The COVID-19 pandemic may still be raging on, but scientists from dozens of disciplines are already looking ahead to how the next pandemic can be mitigated or prevented altogether. The National Science Foundation is funding a series of interdisciplinary workshops to bring research communities together to address fundamental scientific questions and address pressing issues in pandemic prevention.
Professor of Chemical and Biological Engineering at the University of Wisconsin–Madison and the Wisconsin Institute for Discovery John Yin is part of the team developing one of these workshops. The focus of the Prevent Symposium, held online on February 22 and 23, is on understanding how the behavior of pathogens emerges from interactions between components at different scales.
The objective of the workshop series is clear: improve the scientific community’s response to emerging pandemic threats. “The big goal of all the workshops is to not be caught flat-footed,” says Yin. “How do we figure out how to predict and prevent pandemics? What sort of research should we be doing, and where are the gaps in our knowledge?”
With a primarily computational and modeling approach in the Prevent Symposium, Yin and his collaborating organizers believe an end-to-end understanding of how pandemics unfold at different scales is critical to preventing future outbreaks. “There’s a molecular and cellular level at which viruses are acting,” says Yin. “There’s also a physiological level at which the human host is fighting the virus. And then there’s another level up: the infected hosts who are our coming in contact with others who are not yet infected.” By examining and modeling the spread of infections at all three levels — molecular, physiological, and societal — scientists may be able to develop better interventions and fill the existing gaps in pandemic response.

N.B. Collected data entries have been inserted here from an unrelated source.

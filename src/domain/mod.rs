pub mod entities;
pub mod errors;
pub mod repositories;
pub mod services;

#[cfg(test)]
pub(crate) mod test_support;

#[cfg(test)]
mod concurrency_tests;
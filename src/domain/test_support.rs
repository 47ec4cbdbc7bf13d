//! Hand-written mock ports shared by unit and scenario tests.

use async_trait::async_trait;
use chrono::{DateTime, Duration as ChronoDuration, Utc};
use std::collections::{HashMap, HashSet, VecDeque};
use std::sync::atomic::{AtomicBool, AtomicUsize, Ordering};
use std::sync::{Arc, Mutex};

use crate::domain::entities::decision::ReasoningDecision;
use crate::domain::repositories::broker_client::{
    BrokerClient, BrokerEndpoint, BrokerError, BrokerResult, Instrument, OrderAck, OrderReport,
    OrderTicket,
};
use crate::domain::repositories::notification::{
    InboundMessage, NotificationError, NotificationService,
};
use crate::domain::repositories::oracles::{
    Forecast, ForecastOracle, MarketDataSource, OracleError, PriceBar, ReasoningContext,
    ReasoningOracle, ReasoningVerdict, TrustAssessment, TrustOracle,
};
use crate::persistence::init_database;
use crate::persistence::repository::SqliteStore;

pub async fn memory_store() -> Arc<SqliteStore> {
    let pool = init_database("sqlite::memory:")
        .await
        .expect("in-memory database");
    Arc::new(SqliteStore::new(pool))
}

/// Notification channel recording outbound messages and serving scripted replies
#[derive(Default)]
pub struct MockNotifier {
    sent: Mutex<Vec<String>>,
    inbound: Mutex<Vec<InboundMessage>>,
    fail: AtomicBool,
    fail_inbound: AtomicBool,
    send_delay: Mutex<std::time::Duration>,
}

impl MockNotifier {
    pub fn new() -> Self {
        Self::default()
    }

    pub fn fail_sends(&self, fail: bool) {
        self.fail.store(fail, Ordering::SeqCst);
    }

    pub fn fail_inbound(&self, fail: bool) {
        self.fail_inbound.store(fail, Ordering::SeqCst);
    }

    /// Hold every send for `delay` before it completes
    pub fn delay_sends(&self, delay: std::time::Duration) {
        *self.send_delay.lock().unwrap() = delay;
    }

    pub async fn sent(&self) -> Vec<String> {
        self.sent.lock().unwrap().clone()
    }

    pub async fn push_reply(&self, id: &str, body: &str, sent_at: DateTime<Utc>) {
        self.inbound.lock().unwrap().push(InboundMessage {
            id: id.to_string(),
            body: body.to_string(),
            from: "+15550001111".to_string(),
            sent_at,
        });
    }
}

#[async_trait]
impl NotificationService for MockNotifier {
    async fn send(&self, message: &str) -> Result<(), NotificationError> {
        let delay = *self.send_delay.lock().unwrap();
        if !delay.is_zero() {
            tokio::time::sleep(delay).await;
        }
        if self.fail.load(Ordering::SeqCst) {
            return Err(NotificationError::Transport("provider unreachable".to_string()));
        }
        self.sent.lock().unwrap().push(message.to_string());
        Ok(())
    }

    async fn list_recent_inbound(&self, limit: usize) -> Result<Vec<InboundMessage>, NotificationError> {
        if self.fail_inbound.load(Ordering::SeqCst) {
            return Err(NotificationError::Transport("inbound listing unavailable".to_string()));
        }
        let mut messages = self.inbound.lock().unwrap().clone();
        messages.sort_by(|a, b| b.sent_at.cmp(&a.sent_at));
        messages.truncate(limit);
        Ok(messages)
    }
}

/// Scriptable broker session
pub struct MockBroker {
    endpoint: BrokerEndpoint,
    session_open: AtomicBool,
    open_failures: Mutex<VecDeque<BrokerError>>,
    open_calls: AtomicUsize,
    resolve_calls: AtomicUsize,
    prices: Mutex<HashMap<String, f64>>,
    unknown_symbols: Mutex<HashSet<String>>,
    placed: Mutex<Vec<OrderTicket>>,
    ack_status: Mutex<String>,
    status_script: Mutex<VecDeque<String>>,
    reject_reason: Mutex<Option<String>>,
    fill_price: Mutex<Option<f64>>,
}

impl MockBroker {
    pub fn new() -> Self {
        Self {
            endpoint: BrokerEndpoint {
                host: "127.0.0.1".to_string(),
                port: 7497,
                client_id: 1,
            },
            session_open: AtomicBool::new(false),
            open_failures: Mutex::new(VecDeque::new()),
            open_calls: AtomicUsize::new(0),
            resolve_calls: AtomicUsize::new(0),
            prices: Mutex::new(HashMap::new()),
            unknown_symbols: Mutex::new(HashSet::new()),
            placed: Mutex::new(Vec::new()),
            ack_status: Mutex::new("Submitted".to_string()),
            status_script: Mutex::new(VecDeque::new()),
            reject_reason: Mutex::new(None),
            fill_price: Mutex::new(None),
        }
    }

    /// Simulate the session dropping or coming back
    pub fn set_connected(&self, connected: bool) {
        self.session_open.store(connected, Ordering::SeqCst);
    }

    pub fn fail_next_opens(&self, errors: Vec<BrokerError>) {
        self.open_failures.lock().unwrap().extend(errors);
    }

    pub fn set_price(&self, symbol: &str, price: f64) {
        self.prices.lock().unwrap().insert(symbol.to_string(), price);
    }

    pub fn mark_unknown(&self, symbol: &str) {
        self.unknown_symbols.lock().unwrap().insert(symbol.to_string());
    }

    /// Statuses returned by successive `order_status` calls; the last one sticks
    pub fn script_statuses(&self, statuses: &[&str]) {
        let mut script = self.status_script.lock().unwrap();
        script.clear();
        script.extend(statuses.iter().map(|s| s.to_string()));
    }

    pub fn reject_orders(&self, reason: Option<&str>) {
        *self.reject_reason.lock().unwrap() = reason.map(str::to_string);
    }

    pub fn set_fill_price(&self, price: f64) {
        *self.fill_price.lock().unwrap() = Some(price);
    }

    pub fn open_calls(&self) -> usize {
        self.open_calls.load(Ordering::SeqCst)
    }

    pub fn resolve_calls(&self) -> usize {
        self.resolve_calls.load(Ordering::SeqCst)
    }

    pub fn placed_orders(&self) -> Vec<OrderTicket> {
        self.placed.lock().unwrap().clone()
    }

    fn require_session(&self) -> BrokerResult<()> {
        if self.session_open.load(Ordering::SeqCst) {
            Ok(())
        } else {
            Err(BrokerError::NotConnected)
        }
    }

    fn next_status(&self) -> String {
        let mut script = self.status_script.lock().unwrap();
        match script.len() {
            0 => self.ack_status.lock().unwrap().clone(),
            1 => script[0].clone(),
            _ => script.pop_front().unwrap_or_default(),
        }
    }
}

impl Default for MockBroker {
    fn default() -> Self {
        Self::new()
    }
}

#[async_trait]
impl BrokerClient for MockBroker {
    fn endpoint(&self) -> &BrokerEndpoint {
        &self.endpoint
    }

    async fn open_session(&self) -> BrokerResult<()> {
        self.open_calls.fetch_add(1, Ordering::SeqCst);
        if let Some(error) = self.open_failures.lock().unwrap().pop_front() {
            return Err(error);
        }
        if self.session_open.swap(true, Ordering::SeqCst) {
            return Err(BrokerError::ClientIdInUse(self.endpoint.client_id));
        }
        Ok(())
    }

    async fn close_session(&self) -> BrokerResult<()> {
        self.session_open.store(false, Ordering::SeqCst);
        Ok(())
    }

    async fn is_connected(&self) -> bool {
        self.session_open.load(Ordering::SeqCst)
    }

    async fn resolve_instrument(&self, symbol: &str) -> BrokerResult<Option<Instrument>> {
        self.require_session()?;
        self.resolve_calls.fetch_add(1, Ordering::SeqCst);
        if self.unknown_symbols.lock().unwrap().contains(symbol) {
            return Ok(None);
        }
        let conid = symbol.bytes().map(i64::from).sum::<i64>() + 1000;
        Ok(Some(Instrument {
            conid,
            symbol: symbol.to_string(),
            exchange: "SMART".to_string(),
            currency: "USD".to_string(),
        }))
    }

    async fn market_price(&self, instrument: &Instrument) -> BrokerResult<Option<f64>> {
        self.require_session()?;
        Ok(self.prices.lock().unwrap().get(&instrument.symbol).copied())
    }

    async fn place_order(&self, ticket: &OrderTicket) -> BrokerResult<OrderAck> {
        self.require_session()?;
        if let Some(reason) = self.reject_reason.lock().unwrap().clone() {
            return Err(BrokerError::OrderRejected(reason));
        }
        let mut placed = self.placed.lock().unwrap();
        placed.push(ticket.clone());
        let order_id = (1000 + placed.len()).to_string();
        let status = self.ack_status.lock().unwrap().clone();
        let reason = if status.eq_ignore_ascii_case("rejected") {
            Some("rejected by mock broker".to_string())
        } else {
            None
        };
        Ok(OrderAck {
            raw: serde_json::json!({"orderId": order_id, "status": status}),
            order_id,
            status,
            reason,
        })
    }

    async fn order_status(&self, order_id: &str) -> BrokerResult<OrderReport> {
        self.require_session()?;
        let status = self.next_status();
        let filled = status.eq_ignore_ascii_case("filled");
        Ok(OrderReport {
            order_id: order_id.to_string(),
            raw: serde_json::json!({"orderId": order_id, "status": status}),
            filled_quantity: if filled { 1.0 } else { 0.0 },
            avg_fill_price: if filled {
                *self.fill_price.lock().unwrap()
            } else {
                None
            },
            reason: None,
            status,
        })
    }
}

/// Price history served from a fixed close series
pub struct StaticMarketData {
    closes: Vec<f64>,
}

impl StaticMarketData {
    pub fn new(closes: Vec<f64>) -> Self {
        Self { closes }
    }
}

#[async_trait]
impl MarketDataSource for StaticMarketData {
    async fn price_history(&self, _symbol: &str, lookback: usize) -> Result<Vec<PriceBar>, OracleError> {
        let closes = &self.closes;
        let start = closes.len().saturating_sub(lookback);
        let now = Utc::now();
        let count = closes.len() - start;
        Ok(closes[start..]
            .iter()
            .enumerate()
            .map(|(i, close)| PriceBar {
                timestamp: now - ChronoDuration::minutes((count - i) as i64),
                close: *close,
                volume: None,
            })
            .collect())
    }
}

pub struct StaticForecast {
    pub result: Result<Forecast, OracleError>,
}

impl StaticForecast {
    pub fn point(point: f64) -> Self {
        Self {
            result: Ok(Forecast {
                forecast_id: Some(7),
                point,
                lower_bound: point * 0.98,
                upper_bound: point * 1.02,
            }),
        }
    }
}

#[async_trait]
impl ForecastOracle for StaticForecast {
    async fn forecast(&self, _symbol: &str, _series: &[f64], _horizon: usize) -> Result<Forecast, OracleError> {
        self.result.clone()
    }
}

/// Trust assessments served in call order, then `fallback`
pub struct ScriptedTrust {
    queue: Mutex<VecDeque<TrustAssessment>>,
    fallback: TrustAssessment,
}

impl ScriptedTrust {
    pub fn always(assessment: TrustAssessment) -> Self {
        Self {
            queue: Mutex::new(VecDeque::new()),
            fallback: assessment,
        }
    }

    pub fn then(self, assessment: TrustAssessment) -> Self {
        self.queue.lock().unwrap().push_back(assessment);
        self
    }
}

pub fn trusted() -> TrustAssessment {
    TrustAssessment {
        trust_score: 0.9,
        is_trusted: true,
        rejection_reasons: vec![],
        drift_score: 0.05,
        coherence_score: 0.9,
        model_reliability: 0.9,
    }
}

#[async_trait]
impl TrustOracle for ScriptedTrust {
    async fn evaluate(&self, _forecast: &Forecast, _input: &[f64]) -> Result<TrustAssessment, OracleError> {
        let next = self.queue.lock().unwrap().pop_front();
        Ok(next.unwrap_or_else(|| self.fallback.clone()))
    }
}

pub struct StaticReasoning {
    verdict: ReasoningVerdict,
    calls: AtomicUsize,
}

impl StaticReasoning {
    pub fn new(decision: ReasoningDecision, confidence: f64) -> Self {
        Self {
            verdict: ReasoningVerdict {
                decision,
                confidence,
                rationale: "scripted".to_string(),
            },
            calls: AtomicUsize::new(0),
        }
    }

    pub fn calls(&self) -> usize {
        self.calls.load(Ordering::SeqCst)
    }
}

#[async_trait]
impl ReasoningOracle for StaticReasoning {
    async fn decide(&self, _context: &ReasoningContext) -> Result<ReasoningVerdict, OracleError> {
        self.calls.fetch_add(1, Ordering::SeqCst);
        Ok(self.verdict.clone())
    }
}

/// Gently rising series with low realized volatility
pub fn calm_series(len: usize) -> Vec<f64> {
    (0..len).map(|i| 100.0 + i as f64 * 0.1).collect()
}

The workshop will include presentations from dozens of scientists in addition to breakout discussion groups and is organized jointly with the National Science Foundation, the Georgia Institute of Technology, New York University, the University of Michigan, and the University of Wisconsin–Madison. Each workshop in the series is expected to have up to 50 invited active participants. The community can participate in a listen-only mode and interact through chat and Q&A functions.